Dear Mr. You (11 page)

Read Dear Mr. You Online

Authors: Mary -Louise Parker

BOOK: Dear Mr. You
5.56Mb size Format: txt, pdf, ePub

“An extra toothbrush,” you mumbled. I stopped at the door and turned. You were nearly asleep again but one of the new eyes winked at me, and the new snout whispered something in your ear, which put you in floods of tears. I couldn’t make out every word, but you were sputtering about how we never did anything since I was always working and you never got enough respect. Bonus head mouthed the words “Blow me, chickadee” to me as you wept. I set about calming you, made you a grilled cheese and rubbed your feet until both of you drifted back to sleep, two heads snoring in stereo.

The next day I came in modeling my new parka. “Let’s go to Dubai!” I jumped up and down holding first-class tickets and the hotel brochure, with photos of the indoor skiing school. I’d set it all up. “Cool,” you said.

A week after we were back you both began to sulk. I scrambled for a solution.

“Who’s up for a dude ranch?” I ran in dumping bags of cowboy boots, and fell in your lap. I flashed a picture of your own personal stallion, Digger. I’d set it all up. “Cool,” you said.

In airport security on the way home you got wistful. You missed Digger.

“Who’s ready for a week with holy men in India?” Bonus head yawned, but you swatted at him, said,

“Cool. Do I have to pay for anything?”

“Oh. Uh. You could tip the Sherpa?”

“How much is that?”

“We can sort it out.”

“Cool. Can my mom come?”

On the way back from India you had a meltdown, saying you were always surrounded by my life. “I need to get back to my roots,” you said. “I want my family to come visit.” I said sure, but it was a challenge. Your brother pinched my sister’s nipples on his way to the fridge, and your sister sat farting on my Civil War quilt, calling me a lousy feminist. She was correct, but still. Your mother said my aura was off and I should go in the closet and jump, to clear it, which I did, just as an excuse to get my circulation going since you’d been patrolling the thermostat. You required a cold temperature to paint your canvases, you said, or you would never connect to the chill in your soul. I said I bet you can access that chill even in a heat wave and you said don’t get sassy with me, I said sorry but you haven’t painted in months and my fingers are turning blue. I snuck into the living room one afternoon to turn up the heat but Bonus head ratted me out. Marching
to the center of the room, you whistled. You clapped and stamped one foot and I hopped up, thinking, oh cool, square dancing! You were not interested in dancing, though, you were issuing an edict and you said

Everyone needs to remember at the end of the day that they are under my roof

This threw me because it was I who wrote the check for that roof and it cleared my bank.

You said

Who wears the pants in this family, who works harder than me?
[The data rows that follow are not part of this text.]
//! Pipeline engine trait and type erasure.
//!
//! This module defines the seam between the cycle driver and the pipeline
//! organizations:
//! 1. **`Phase`:** the two half-cycles every engine is advanced through.
//! 2. **`PipelineEngine`:** what every organization implements.
//! 3. **`PipelineDispatch`:** enum dispatch over the concrete engines.
//!
//! Within one cycle the simulator calls `advance(Phase::Commit)` and then
//! `advance(Phase::Propagate)`. The commit half performs the writes that must
//! be visible to everything else this cycle (register write-back, stores in
//! the 5-stage memory stage); the propagate half moves every latch one stage
//! downstream, visiting stages from write-back towards fetch so that no stage
//! reads a latch its downstream neighbour has already refilled.

use crate::common::error::Fault;
use crate::config::PipelineKind;
use crate::core::Cpu;
use crate::core::pipeline::backend::dual_track::DualTrackEngine;
use crate::core::pipeline::latches::SeqNo;
use crate::core::pipeline::sequential::SequentialEngine;
use crate::core::pipeline::stages::FiveStageEngine;

/// Half of a clock cycle.
#[derive(Clone, Copy, Debug, PartialEq, Eq)]
pub enum Phase {
    /// First half: architectural writes at the end of the pipeline.
    Commit,
    /// Second half: every stage consumes its upstream latch and fills its downstream one.
    Propagate,
}

/// A pipeline organization driven one half-cycle at a time.
pub trait PipelineEngine {
    /// Runs every stage's behaviour for `phase` in the engine's fixed order.
    ///
    /// # Returns
    ///
    /// `Err` if an instruction raised a fatal error; the engine must not be
    /// advanced further.
    fn advance(&mut self, cpu: &mut Cpu, phase: Phase) -> Result<(), Fault>;

    /// True once nothing is left in flight and nothing more will be fetched.
    fn is_drained(&self) -> bool;

    /// Which organization this engine models.
    fn kind(&self) -> PipelineKind;

    /// Highest commit-order number retired so far, for engines that number
    /// their register writes.
    fn last_committed(&self) -> Option<SeqNo> {
        None
    }
}

/// Enum dispatch over the concrete engines.
#[derive(Debug)]
pub enum PipelineDispatch {
    /// Reference executor.
    Unpipelined(SequentialEngine),
    /// 5-stage pipeline.
    FiveStage(Box<FiveStageEngine>),
    /// Dual-track 7/9-stage pipeline.
    DualTrack(Box<DualTrackEngine>),
}

impl PipelineDispatch {
    /// Builds a fresh engine of the requested kind.
    pub fn new(kind: PipelineKind) -> Self {
        match kind {
            PipelineKind::Unpipelined => Self::Unpipelined(SequentialEngine::new()),
            PipelineKind::FiveStage => Self::FiveStage(Box::default()),
            PipelineKind::DualTrack => Self::DualTrack(Box::default()),
        }
    }

    /// Advances the wrapped engine through one half-cycle.
    pub fn advance(&mut self, cpu: &mut Cpu, phase: Phase) -> Result<(), Fault> {
        match self {
            Self::Unpipelined(e) => e.advance(cpu, phase),
            Self::FiveStage(e) => e.advance(cpu, phase),
            Self::DualTrack(e) => e.advance(cpu, phase),
        }
    }

    /// True once the wrapped engine has drained.
    pub fn is_drained(&self) -> bool {
        match self {
            Self::Unpipelined(e) => e.is_drained(),
            Self::FiveStage(e) => e.is_drained(),
            Self::DualTrack(e) => e.is_drained(),
        }
    }

    /// Organization of the wrapped engine.
    pub fn kind(&self) -> PipelineKind {
        match self {
            Self::Unpipelined(e) => e.kind(),
            Self::FiveStage(e) => e.kind(),
            Self::DualTrack(e) => e.kind(),
        }
    }

    /// Highest commit-order number retired so far (dual-track only).
    pub fn last_committed(&self) -> Option<SeqNo> {
        match self {
            Self::Unpipelined(e) => e.last_committed(),
            Self::FiveStage(e) => e.last_committed(),
            Self::DualTrack(e) => e.last_committed(),
        }
    }

    /// The 5-stage engine, if that is what is wrapped.
    pub fn as_five_stage(&self) -> Option<&FiveStageEngine> {
        match self {
            Self::FiveStage(e) => Some(e),
            _ => None,
        }
    }

    /// The dual-track engine, if that is what is wrapped.
    pub fn as_dual_track(&self) -> Option<&DualTrackEngine> {
        match self {
            Self::DualTrack(e) => Some(e),
            _ => None,
        }
    }
}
I said I um. I said I do. I said please get out and that means cousins in the guest room, too. You said I’m leaving. I said, yes, you’ve been asked to. You said, I’m going and once I leave I’m not coming back, and I said yes, please pretend like it was your very own idea if you like, just shoo.

You said does this mean I can’t go to Hawaii?

Years sped by,
I had two wee ones of my own. Romantic love felt silly by comparison. I was useful.

One evening I made some tea and went into my den, and there you were. You were on your phone and when you saw me you waved excitedly. Putting your hand over the receiver you whispered, “One sec, I’m on with the president.” You blew me a kiss.

“Who are you?” I asked.

You held up your hand and whispered, “Five more seconds, sorry!”

I took a sip of my tea. You definitely looked familiar, but I couldn’t remember from where. You hung up your phone and sauntered over.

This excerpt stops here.